1-7/8 in. x 55 yd. 394 General Purpose Duct Tape in Silver 4 in. x 8 ft. Dryer Vent Duct 6 in. x 25 ft. Insulated Flexible Duct R6 Silver JacketMIP Excess Flow Valve x 1/2 in. MIP x 36 in. Stainless Steel Gas Connector 1/2 in. 4 in. x 5 ft. Round Metal Duct Pipe 2.88 in. x 30 yds. Tough and Wide Tape (6-Pack) Scotch 1.88 in. x 60 yds. Stainless Steel PEX Clamp (10-Pack) 2-1/2 in. x 60 yd. 324 Amp Premium Foil UL Listed HVAC TapeMIP x 48 in. Radon Mitigation Fan Kit 4 in. Fan with 4 in. to 4 in. Couplers and Air Pressure Indicator 4 in. x 10 in. Tough and Wide Gorilla Tape 4 in. 90-Degree Round Adjustable ElbowHere are some basic split airconditioner control troubleshooting guide that may help you to understand more of the electronics control of your equipment. This is a non-inverter type of control.Take note that you need to have a good electrical knowledge to do this as the power supply to the printed circuit board is LIVE. It is always a good practice to disconnect and isolate the power supply when you are troubleshooting the control board.

If you are not sure, get a qualified technician to check your unit. A split air conditioner is also commonly known as ductless split or mini split where there is an outdoor unit and an indoor unit. The outdoor unit consists of a compressor, a fan and the condenser. This is the place where heat from the indoor is transferred from the indoor to the outdoor and is rejected to the surrounding. The indoor unit basically consists of an evaporator, an expansion valve and a fan. Copper pipes are used to connect the flow of refrigerant between the indoor unit and the outdoor unit. The power input can come from the indoor unit to the outdoor unit. The non-inverter split air conditioner basically consists of a ON/OFF compressor where the compressor is either ON fully or OFF fully. The inverter based compressor can regulate the speed of the compressor depending on the load required.Here is the breakdown of the typical controller for better understanding.Main Control Printed Circuit BoardThe main control board can be divided into input power supply, a microcomputer controller integrated circuit, temperature sensor inputs and outputs to control the compressor, indoor fan speed, outdoor fan speed and air swing.

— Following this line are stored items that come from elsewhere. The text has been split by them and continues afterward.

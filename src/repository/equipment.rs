//! Equipment repository

use chrono::Utc;
use sqlx::{Pool, Postgres};

use crate::{
    error::{map_write_error, AppError, AppResult},
    models::equipment::{CreateEquipment, Equipment, UpdateEquipment},
};

#[derive(Clone)]
pub struct EquipmentRepository {
    pool: Pool<Postgres>,
}

impl EquipmentRepository {
    pub fn new(pool: Pool<Postgres>) -> Self {
        Self { pool }
    }

    /// List all equipment, by name
    pub async fn list(&self) -> AppResult<Vec<Equipment>> {
        let rows = sqlx::query_as::<_, Equipment>(
            "SELECT * FROM equipment ORDER BY name ASC, id ASC"
        )
        .fetch_all(&self.pool)
        .await?;
        Ok(rows)
    }

    /// Get equipment by ID
    pub async fn get_by_id(&self, id: i32) -> AppResult<Equipment> {
        sqlx::query_as::<_, Equipment>("SELECT * FROM equipment WHERE id = $1")
            .bind(id)
            .fetch_optional(&self.pool)
            .await?
            .ok_or_else(|| AppError::NotFound(format!("Equipment {} not found", id)))
    }

    /// Create equipment
    pub async fn create(&self, data: &CreateEquipment) -> AppResult<Equipment> {
        sqlx::query_as::<_, Equipment>(
            r#"
            INSERT INTO equipment (
                name, equipment_type, brand, certificate_number,
                install_year, condition_percent, status
            ) VALUES ($1, $2, $3, $4, $5, $6, $7)
            RETURNING *
            "#,
        )
        .bind(&data.name)
        .bind(&data.equipment_type)
        .bind(&data.brand)
        .bind(&data.certificate_number)
        .bind(data.install_year)
        .bind(data.condition_percent)
        .bind(data.status.unwrap_or_default())
        .fetch_one(&self.pool)
        .await
        .map_err(|e| map_write_error(e, "Equipment"))
    }

    /// Update the provided fields of a piece of equipment
    pub async fn update(&self, id: i32, data: &UpdateEquipment) -> AppResult<Equipment> {
        let now = Utc::now();
        let mut sets = vec!["updated_at = $1".to_string()];
        let mut idx = 2;

        macro_rules! add_field {
            ($field:expr, $name:expr) => {
                if $field.is_some() {
                    sets.push(format!("{} = ${}", $name, idx));
                    idx += 1;
                }
            };
        }

        add_field!(data.name, "name");
        add_field!(data.equipment_type, "equipment_type");
        add_field!(data.brand, "brand");
        add_field!(data.certificate_number, "certificate_number");
        add_field!(data.install_year, "install_year");
        add_field!(data.condition_percent, "condition_percent");
        add_field!(data.status, "status");

        let query = format!(
            "UPDATE equipment SET {} WHERE id = ${} RETURNING *",
            sets.join(", "),
            idx
        );

        let mut builder = sqlx::query_as::<_, Equipment>(&query).bind(now);

        macro_rules! bind_field {
            ($field:expr) => {
                if let Some(ref val) = $field {
                    builder = builder.bind(val);
                }
            };
        }

        bind_field!(data.name);
        bind_field!(data.equipment_type);
        bind_field!(data.brand);
        bind_field!(data.certificate_number);
        bind_field!(data.install_year);
        bind_field!(data.condition_percent);
        bind_field!(data.status);

        builder
            .bind(id)
            .fetch_optional(&self.pool)
            .await
            .map_err(|e| map_write_error(e, "Equipment"))?
            .ok_or_else(|| AppError::NotFound(format!("Equipment {} not found", id)))
    }

    /// Delete equipment (its logs cascade)
    pub async fn delete(&self, id: i32) -> AppResult<()> {
        let result = sqlx::query("DELETE FROM equipment WHERE id = $1")
            .bind(id)
            .execute(&self.pool)
            .await?;
        if result.rows_affected() == 0 {
            return Err(AppError::NotFound(format!("Equipment {} not found", id)));
        }
        Ok(())
    }
}
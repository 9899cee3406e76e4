//! Registration and sign-in

use argon2::{
    password_hash::{rand_core::OsRng, PasswordHash, PasswordHasher, PasswordVerifier, SaltString},
    Argon2,
};
use validator::Validate;

use crate::{
    config::AuthConfig,
    error::{AppError, AppResult},
    models::{
        account::{Account, RegisterAccount, UserClaims},
        enums::ApprovalStatus,
    },
    repository::Repository,
};

#[derive(Clone)]
pub struct AuthService {
    repository: Repository,
    config: AuthConfig,
}

impl AuthService {
    pub fn new(repository: Repository, config: AuthConfig) -> Self {
        Self { repository, config }
    }

    /// Create a pending account. An administrator approves it later.
    pub async fn register(&self, data: &RegisterAccount) -> AppResult<Account> {
        data.validate()?;

        if self.repository.accounts.get_by_email(&data.email).await?.is_some() {
            return Err(AppError::Conflict("Email already registered".to_string()));
        }

        let hash = hash_password(&data.password)?;
        let account = self.repository.accounts.register(data, &hash).await?;
        tracing::info!(email = %account.email, "Account registered, awaiting approval");
        Ok(account)
    }

    /// Check credentials and issue a JWT for an approved account
    pub async fn authenticate(&self, email: &str, password: &str) -> AppResult<(String, Account)> {
        let account = self
            .repository
            .accounts
            .get_by_email(email)
            .await?
            .ok_or_else(|| AppError::Authentication("Invalid email or password".to_string()))?;

        if !verify_password(&account.password_hash, password)? {
            return Err(AppError::Authentication("Invalid email or password".to_string()));
        }

        match account.status {
            ApprovalStatus::Approved => {}
            ApprovalStatus::Pending => {
                return Err(AppError::Authentication("Account is awaiting approval".to_string()));
            }
            ApprovalStatus::Rejected => {
                return Err(AppError::Authentication("Account registration was rejected".to_string()));
            }
        }

        let token = UserClaims::for_account(&account, self.config.jwt_expiration_hours)
            .create_token(&self.config.jwt_secret)
            .map_err(|e| AppError::Internal(format!("Failed to create token: {}", e)))?;

        tracing::info!(email = %account.email, "Signed in");
        Ok((token, account))
    }
}

/// Hash a password using Argon2
pub fn hash_password(password: &str) -> AppResult<String> {
    let salt = SaltString::generate(&mut OsRng);
    let hash = Argon2::default()
        .hash_password(password.as_bytes(), &salt)
        .map_err(|e| AppError::Internal(format!("Failed to hash password: {}", e)))?;
    Ok(hash.to_string())
}

pub fn verify_password(hash: &str, password: &str) -> AppResult<bool> {
    let parsed_hash = PasswordHash::new(hash)
        .map_err(|_| AppError::Internal("Invalid password hash".to_string()))?;
    Ok(Argon2::default()
        .verify_password(password.as_bytes(), &parsed_hash)
        .is_ok())
}

#[cfg(test)]
mod tests {
    use super::*;

    #[test]
    fn test_hash_then_verify() {
        let hash = hash_password("rahasia123").unwrap();
        assert!(verify_password(&hash, "rahasia123").unwrap());
        assert!(!verify_password(&hash, "salah").unwrap());
    }

    #[test]
    fn test_malformed_hash_is_internal_error() {
        assert!(matches!(verify_password("plain", "x"), Err(AppError::Internal(_))));
    }
}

The AC input from the mains has to be converted to DC voltage where it can be used to power the integrated circuits and drivers in the electronics circuit. There are two ways to do this. One is by using a step down transformer where the AC voltage is stepped down to voltage such as 25V AC or 12V AC. This voltage is then converted to DC by the use of diode bridge as rectifier and electrolytic capacitor to smoothen the rectified voltage. A 3-pin voltage regulator is used to get a fixed 5V DC or 12V DC power supply. This low voltages are used to power the microcomputer, DC relays and other integrated circuits in the circuit. A simple linear power supply circuit. The other method is to use switched mode power supply or SMPS which makes the dimension of the printed circuit board smaller as the bulky transformer can now be replaced with a smaller transformer. This design is becoming more common as the quest for smaller space is becoming more critical.There is usually a surge absorber or a varistor connected across the input of the power supply.

This device acts to protect the internal circuit in the event of lightning or power surge. When the power input to the device exceeded its voltage rating, it will clamp the voltage by bypassing it to the input source. This is one device that can be easily damaged if the power surge or lightning occurred beyond its maximum rating.A fuse is placed in series with the input power supply to cutoff any overcurrent or short circuit that happened in the circuit. This is another protective device used in most electronics circuit. It has to be replaced once it is blown.In order for the handheld remote control to send the settings to the controller at the air conditioner unit, there is at least an infra-red receiver printed circuit board that receives the signals from the handset. This receiver is usually located in front of the indoor unit and can be identified by a specially made sticker that allow infra-red frequency to pass through.Also known as handset, this is where you can control the air conditioner settings remotely by pointing your handset towards the air conditioning unit.